Return, word for word, only the lines of the data below that lie between the line with "const DEFAULT_TIMEOUT: Duration" and the line with "pub struct XrpcClient", those two lines included.

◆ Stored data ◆
↓↓↓
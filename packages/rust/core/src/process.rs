//! Ingest path: fetch or synthesize a payload, land it, start the workflow.

use std::sync::Arc;

use serde_json::Value;
use tracing::instrument;

use docflow_shared::{
    ContentMap, ContentSource, DocflowError, DocumentEvent, DocumentEventType, ObjectStore,
    ProcessResult, Result, WorkflowTrigger,
};

use crate::object_key::{Clock, SystemClock, build_object_key};
use crate::reporter::{Stage, StageReporter};

/// Turns change events into landed raw payloads and started workflows.
pub struct ProcessOrchestrator {
    source: Arc<dyn ContentSource>,
    landing: Arc<dyn ObjectStore>,
    trigger: Arc<dyn WorkflowTrigger>,
    reporter: Arc<dyn StageReporter>,
    clock: Arc<dyn Clock>,
}

impl ProcessOrchestrator {
    pub fn new(
        source: Arc<dyn ContentSource>,
        landing: Arc<dyn ObjectStore>,
        trigger: Arc<dyn WorkflowTrigger>,
        reporter: Arc<dyn StageReporter>,
    ) -> Self {
        Self {
            source,
            landing,
            trigger,
            reporter,
            clock: Arc::new(SystemClock),
        }
    }

    /// Replace the clock used to timestamp object keys.
    pub fn with_clock(mut self, clock: Arc<dyn Clock>) -> Self {
        self.clock = clock;
        self
    }

    /// Run the ingest path for one event.
    ///
    /// 1. Updated: fetch the live page. Deleted: synthesize a deletion record
    /// 2. Land it under a key stamped with the current time
    /// 3. Start the workflow with the landed URI
    ///
    /// Collaborator errors propagate as-is. The trigger only runs after a
    /// successful save; a failed trigger leaves the landed object in place.
    #[instrument(skip_all, fields(document_id = %event.document_id(), event_type = %event.event_type()))]
    pub async fn process(&self, event: &DocumentEvent) -> Result<ProcessResult> {
        let result = self.run(event).await;
        if let Err(e) = &result {
            self.reporter.failed(event.document_id(), e);
        }
        result
    }

    async fn run(&self, event: &DocumentEvent) -> Result<ProcessResult> {
        let document_id = event.document_id();
        if document_id.is_empty() {
            return Err(DocflowError::missing("event without document_id"));
        }
        let event_type = event.event_type();
        self.reporter.stage(document_id, Stage::Received, event_type.as_str());

        let payload = match event_type {
            DocumentEventType::Updated => {
                let page = self.source.get_page(document_id).await?;
                self.reporter
                    .stage(document_id, Stage::Fetched, &format!("{} fields", page.len()));
                page
            }
            DocumentEventType::Deleted => {
                let record = deletion_record(document_id, event_type);
                self.reporter.stage(document_id, Stage::Synthesized, "deletion record");
                record
            }
            other => return Err(DocflowError::UnsupportedEventType(other.to_string())),
        };

        let object_key = build_object_key(document_id, event_type, self.clock.now())?;
        let saved = self.landing.save(&object_key, &payload).await?;
        self.reporter.stage(document_id, Stage::Landed, &saved.uri);

        let receipt = self
            .trigger
            .trigger(document_id, event_type, &saved.uri)
            .await?;
        self.reporter
            .stage(document_id, Stage::Triggered, &receipt.execution_id);

        Ok(ProcessResult {
            document_id: document_id.to_string(),
            event_type,
            object_key,
        })
    }
}

fn deletion_record(document_id: &str, event_type: DocumentEventType) -> ContentMap {
    let mut record = ContentMap::new();
    record.insert("page_id".into(), Value::from(document_id));
    record.insert("event_type".into(), Value::from(event_type.as_str()));
    record
}
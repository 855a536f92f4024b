//! CLI argument definitions.

use clap::{Parser, Subcommand};

use crate::commands::repo::RepoCommand;
use crate::commands::search::SearchArgs;

/// Search an AT Protocol repo directory.
#[derive(Parser, Debug)]
#[command(name = "repo-search")]
#[command(author, version = env!("REPO_SEARCH_VERSION"), about, long_about = None)]
pub struct Cli {
    /// Increase verbosity (-v, -vv, -vvv)
    #[arg(short, long, action = clap::ArgAction::Count, global = true)]
    pub verbose: u8,

    /// Output logs as JSON
    #[arg(long, global = true)]
    pub json_logs: bool,

    #[command(subcommand)]
    pub command: Commands,
}

#[derive(Subcommand, Debug)]
pub enum Commands {
    /// Search repos by handle, display name, email or DID
    Search(SearchArgs),

    /// Manage a local (file://) directory
    Repo(RepoCommand),
}
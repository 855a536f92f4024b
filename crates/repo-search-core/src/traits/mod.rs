//! Seams between the search engine and its data sources.

mod directory;
mod moderation;
mod records;

pub use directory::{Capabilities, MatchQuery, RepoDirectory, seek_page};
pub use moderation::ModerationOverlay;
pub use records::RecordEnricher;
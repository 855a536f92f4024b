//! Build script to capture git version information at compile time.

use std::process::Command;

fn main() {
    println!("cargo:rerun-if-changed=.git/HEAD");
    println!("cargo:rerun-if-changed=.git/refs/");

    let version = git_version().unwrap_or_else(|| env!("CARGO_PKG_VERSION").to_string());

    println!("cargo:rustc-env=REPO_SEARCH_VERSION={}", version);
}

fn git_version() -> Option<String> {
    let output = Command::new("git")
        .args(["describe", "--tags", "--always", "--dirty"])
        .output()
        .ok()?;

    if !output.status.success() {
        return None;
    }

    let version = String::from_utf8(output.stdout).ok()?;
    let version = version.trim();
    if version.is_empty() {
        return None;
    }

    Some(version.strip_prefix('v').unwrap_or(version).to_string())
}
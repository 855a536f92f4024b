//! repo-search - search an AT Protocol repo directory from the command line.
//!
//! Searches run against a filesystem-backed directory, optionally enriched
//! from a remote moderation service.

mod cli;
mod commands;
mod output;

use anyhow::Result;
use clap::Parser;
use tracing_subscriber::{EnvFilter, fmt, prelude::*};

use cli::{Cli, Commands};
use commands::{repo, search};

#[tokio::main]
async fn main() -> Result<()> {
    let cli = Cli::parse();

    init_logging(cli.verbose, cli.json_logs);

    match cli.command {
        Commands::Search(args) => search::run(args).await,
        Commands::Repo(cmd) => repo::handle(cmd).await,
    }
}

fn init_logging(verbosity: u8, json: bool) {
    let filter = match verbosity {
        0 => "warn",
        1 => "info",
        2 => "debug",
        _ => "trace",
    };

    let filter = EnvFilter::try_from_default_env().unwrap_or_else(|_| EnvFilter::new(filter));

    // Logs go to stderr so stdout stays machine-readable.
    if json {
        tracing_subscriber::registry()
            .with(filter)
            .with(fmt::layer().json().with_writer(std::io::stderr))
            .init();
    } else {
        tracing_subscriber::registry()
            .with(filter)
            .with(fmt::layer().with_target(false).with_writer(std::io::stderr))
            .init();
    }
}
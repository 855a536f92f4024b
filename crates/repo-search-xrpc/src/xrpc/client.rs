//! XRPC HTTP client implementation.

use std::time::Duration;

use reqwest::header::{AUTHORIZATION, HeaderMap, HeaderValue};
use serde::{Serialize, de::DeserializeOwned};
use tracing::{debug, instrument, trace};

use repo_search_core::error::{Error, InvalidInputError, ProtocolError};
use repo_search_core::{Result, ServiceUrl};

use super::endpoints::XrpcErrorResponse;

const DEFAULT_TIMEOUT: Duration = Duration::from_secs(10);

fn map_transport(err: reqwest::Error) -> Error {
    Error::store_unavailable(format!("service unreachable: {}", err))
}

/// HTTP client for XRPC queries.
#[derive(Debug, Clone)]
pub struct XrpcClient {
    client: reqwest::Client,
    service: ServiceUrl,
}

impl XrpcClient {
    /// Create a new XRPC client for the given service.
    pub fn new(service: ServiceUrl) -> Result<Self> {
        Self::with_timeout(service, DEFAULT_TIMEOUT)
    }

    pub fn with_timeout(service: ServiceUrl, timeout: Duration) -> Result<Self> {
        let client = reqwest::Client::builder()
            .user_agent(concat!("repo-search/", env!("CARGO_PKG_VERSION")))
            .timeout(timeout)
            .build()
            .map_err(|e| {
                Error::InvalidInput(InvalidInputError::Other {
                    message: format!("failed to build HTTP client: {}", e),
                })
            })?;

        Ok(Self { client, service })
    }

    pub fn service(&self) -> &ServiceUrl {
        &self.service
    }

    /// Make an unauthenticated XRPC query (GET request).
    #[instrument(skip(self), fields(service = %self.service))]
    pub async fn query<Q, R>(&self, method: &str, params: &Q) -> Result<R>
    where
        Q: Serialize + std::fmt::Debug,
        R: DeserializeOwned,
    {
        let url = self.service.xrpc_url(method);
        debug!(method, "XRPC query");

        let response = self
            .client
            .get(&url)
            .query(params)
            .send()
            .await
            .map_err(map_transport)?;

        self.handle_response(response).await
    }

    /// Make an authenticated XRPC query (GET request).
    #[instrument(skip(self, token), fields(service = %self.service))]
    pub async fn query_authed<Q, R>(&self, method: &str, params: &Q, token: &str) -> Result<R>
    where
        Q: Serialize + std::fmt::Debug,
        R: DeserializeOwned,
    {
        let url = self.service.xrpc_url(method);
        debug!(method, "XRPC authenticated query");

        let response = self
            .client
            .get(&url)
            .query(params)
            .headers(Self::auth_headers(token)?)
            .send()
            .await
            .map_err(map_transport)?;

        self.handle_response(response).await
    }

    /// Create authorization headers for authenticated requests.
    fn auth_headers(token: &str) -> Result<HeaderMap> {
        let mut value = HeaderValue::from_str(&format!("Bearer {}", token)).map_err(|_| {
            Error::InvalidInput(InvalidInputError::Other {
                message: "admin token contains invalid header characters".to_string(),
            })
        })?;
        value.set_sensitive(true);

        let mut headers = HeaderMap::new();
        headers.insert(AUTHORIZATION, value);
        Ok(headers)
    }

    /// Handle an XRPC response, parsing the body or error.
    async fn handle_response<R: DeserializeOwned>(&self, response: reqwest::Response) -> Result<R> {
        let status = response.status();
        trace!(status = %status, "XRPC response");

        if status.is_success() {
            response.json::<R>().await.map_err(|e| {
                Error::Protocol(ProtocolError::new(
                    status.as_u16(),
                    Some("InvalidResponse".to_string()),
                    Some(e.to_string()),
                ))
            })
        } else {
            Err(Error::Protocol(Self::parse_error_response(response).await))
        }
    }

    /// Parse an XRPC error response.
    async fn parse_error_response(response: reqwest::Response) -> ProtocolError {
        let status = response.status().as_u16();

        match response.json::<XrpcErrorResponse>().await {
            Ok(error_body) => ProtocolError::new(status, error_body.error, error_body.message),
            Err(_) => ProtocolError::new(status, None, None),
        }
    }
}
//! repo-search-xrpc - Moderation overlay and record enricher backed by a
//! remote AT Protocol service.
//!
//! [`XrpcModerationOverlay`] reads `com.atproto.admin.getRepo` with an admin
//! token; [`XrpcRecordEnricher`] reads profile records through
//! `com.atproto.repo.listRecords`. A repo the service does not know has no
//! action and no records. Any other failure is reported as
//! [`Error::EnrichmentDegraded`](repo_search_core::Error::EnrichmentDegraded).

mod overlay;
mod records;
mod xrpc;

pub use overlay::XrpcModerationOverlay;
pub use records::XrpcRecordEnricher;
pub use xrpc::client::XrpcClient;
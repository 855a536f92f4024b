//! Handle type.

use serde::{Deserialize, Serialize};
use std::fmt;
use std::str::FromStr;

use crate::error::{Error, InvalidInputError};

const MAX_HANDLE_LEN: usize = 253;
const MAX_LABEL_LEN: usize = 63;

/// A validated, lowercase-normalized repo handle (e.g. `alice.test`).
///
/// Handles are mutable and unique at any instant, so they are never used as
/// a pagination key.
#[derive(Clone, Debug, PartialEq, Eq, PartialOrd, Ord, Hash, Serialize, Deserialize)]
#[serde(try_from = "String", into = "String")]
pub struct Handle(String);

impl Handle {
    /// Create a new handle, lowercasing it and validating the syntax.
    pub fn new(s: impl AsRef<str>) -> Result<Self, Error> {
        let normalized = s.as_ref().trim().to_ascii_lowercase();
        Self::validate(&normalized)?;
        Ok(Self(normalized))
    }

    pub fn as_str(&self) -> &str {
        &self.0
    }

    fn validate(s: &str) -> Result<(), Error> {
        let invalid = |reason: String| -> Error {
            InvalidInputError::Handle {
                value: s.to_string(),
                reason,
            }
            .into()
        };

        if s.len() > MAX_HANDLE_LEN {
            return Err(invalid(format!(
                "exceeds maximum length of {} characters",
                MAX_HANDLE_LEN
            )));
        }

        let labels: Vec<&str> = s.split('.').collect();
        if labels.len() < 2 {
            return Err(invalid("must have at least two labels".to_string()));
        }

        for label in labels {
            if label.is_empty() || label.len() > MAX_LABEL_LEN {
                return Err(invalid(format!(
                    "labels must be 1-{} characters",
                    MAX_LABEL_LEN
                )));
            }
            if label.starts_with('-') || label.ends_with('-') {
                return Err(invalid(format!(
                    "label '{}' must not start or end with '-'",
                    label
                )));
            }
            if let Some(c) = label
                .chars()
                .find(|c| !c.is_ascii_lowercase() && !c.is_ascii_digit() && *c != '-')
            {
                return Err(invalid(format!(
                    "label '{}' contains invalid character '{}'",
                    label, c
                )));
            }
        }

        Ok(())
    }
}

impl fmt::Display for Handle {
    fn fmt(&self, f: &mut fmt::Formatter<'_>) -> fmt::Result {
        write!(f, "{}", self.0)
    }
}

impl FromStr for Handle {
    type Err = Error;

    fn from_str(s: &str) -> Result<Self, Self::Err> {
        Self::new(s)
    }
}

impl TryFrom<String> for Handle {
    type Error = Error;

    fn try_from(s: String) -> Result<Self, Self::Error> {
        Self::new(s)
    }
}

impl From<Handle> for String {
    fn from(handle: Handle) -> Self {
        handle.0
    }
}

impl AsRef<str> for Handle {
    fn as_ref(&self) -> &str {
        &self.0
    }
}

#[cfg(test)]
mod tests {
    use super::*;

    #[test]
    fn normalizes_case() {
        let handle = Handle::new("Cara-Wiegand69.TEST").unwrap();
        assert_eq!(handle.as_str(), "cara-wiegand69.test");
    }

    #[test]
    fn deserializes_through_validation() {
        let handle: Handle = serde_json::from_str("\"Sven70.Test\"").unwrap();
        assert_eq!(handle.as_str(), "sven70.test");
        assert!(serde_json::from_str::<Handle>("\"nodots\"").is_err());
    }

    #[test]
    fn rejects_bad_handles() {
        assert!(Handle::new("single").is_err());
        assert!(Handle::new("-bad.test").is_err());
        assert!(Handle::new("bad..test").is_err());
        assert!(Handle::new("under_score.test").is_err());
        assert!(Handle::new("did:plc:abc").is_err());
    }
}
//! repo-search-core - Repo directory search for AT Protocol services.
//!
//! The [`SearchEngine`] answers admin `searchRepos`-style queries over a
//! [`RepoDirectory`], enriching each row through a [`ModerationOverlay`] and a
//! [`RecordEnricher`]. Pagination is keyset based, so walking every page with
//! the returned cursors yields exactly the rows a single large page would.
//!
//! # Example
//!
//! ```
//! use std::sync::Arc;
//! use repo_search_core::{MemoryDirectory, SearchConfig, SearchEngine, SearchRequest};
//!
//! # async fn example() -> repo_search_core::Result<()> {
//! let directory = Arc::new(MemoryDirectory::new());
//! let engine = SearchEngine::new(
//!     directory.clone(),
//!     directory.clone(),
//!     directory,
//!     SearchConfig::default(),
//! );
//!
//! let page = engine.search(&SearchRequest::term("alice")).await?;
//! for repo in page.repos {
//!     println!("{} {}", repo.repo.did, repo.repo.handle);
//! }
//! # Ok(())
//! # }
//! ```

pub mod config;
pub mod cursor;
pub mod engine;
pub mod error;
pub mod matching;
pub mod memory;
pub mod moderation;
pub mod repo;
pub mod traits;
pub mod types;

pub use config::SearchConfig;
pub use cursor::{ListingKey, MatchKey, SearchCursor};
pub use engine::{SearchEngine, SearchRequest};
pub use error::Error;
pub use matching::{MatchStrategy, Rank, SearchTerm, StrategyKind};
pub use memory::MemoryDirectory;
pub use moderation::{ActionKind, ModerationAction, ModerationState};
pub use repo::{
    BlobRef, EnrichedRepo, PROFILE_COLLECTION, RankedRepo, RecordValue, RelatedRecord, Repo,
    SearchPage, profile_display_name,
};
pub use traits::{Capabilities, MatchQuery, ModerationOverlay, RecordEnricher, RepoDirectory};
pub use types::{Did, Handle, Nsid, ServiceUrl};

/// Result type alias using the crate's Error type.
pub type Result<T> = std::result::Result<T, Error>;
↑↑↑
◆ EXERCISE ANSWER ◆
const DEFAULT_TIMEOUT: Duration = Duration::from_secs(10);

fn map_transport(err: reqwest::Error) -> Error {
    Error::store_unavailable(format!("service unreachable: {}", err))
}

/// HTTP client for XRPC queries.
#[derive(Debug, Clone)]
pub struct XrpcClient {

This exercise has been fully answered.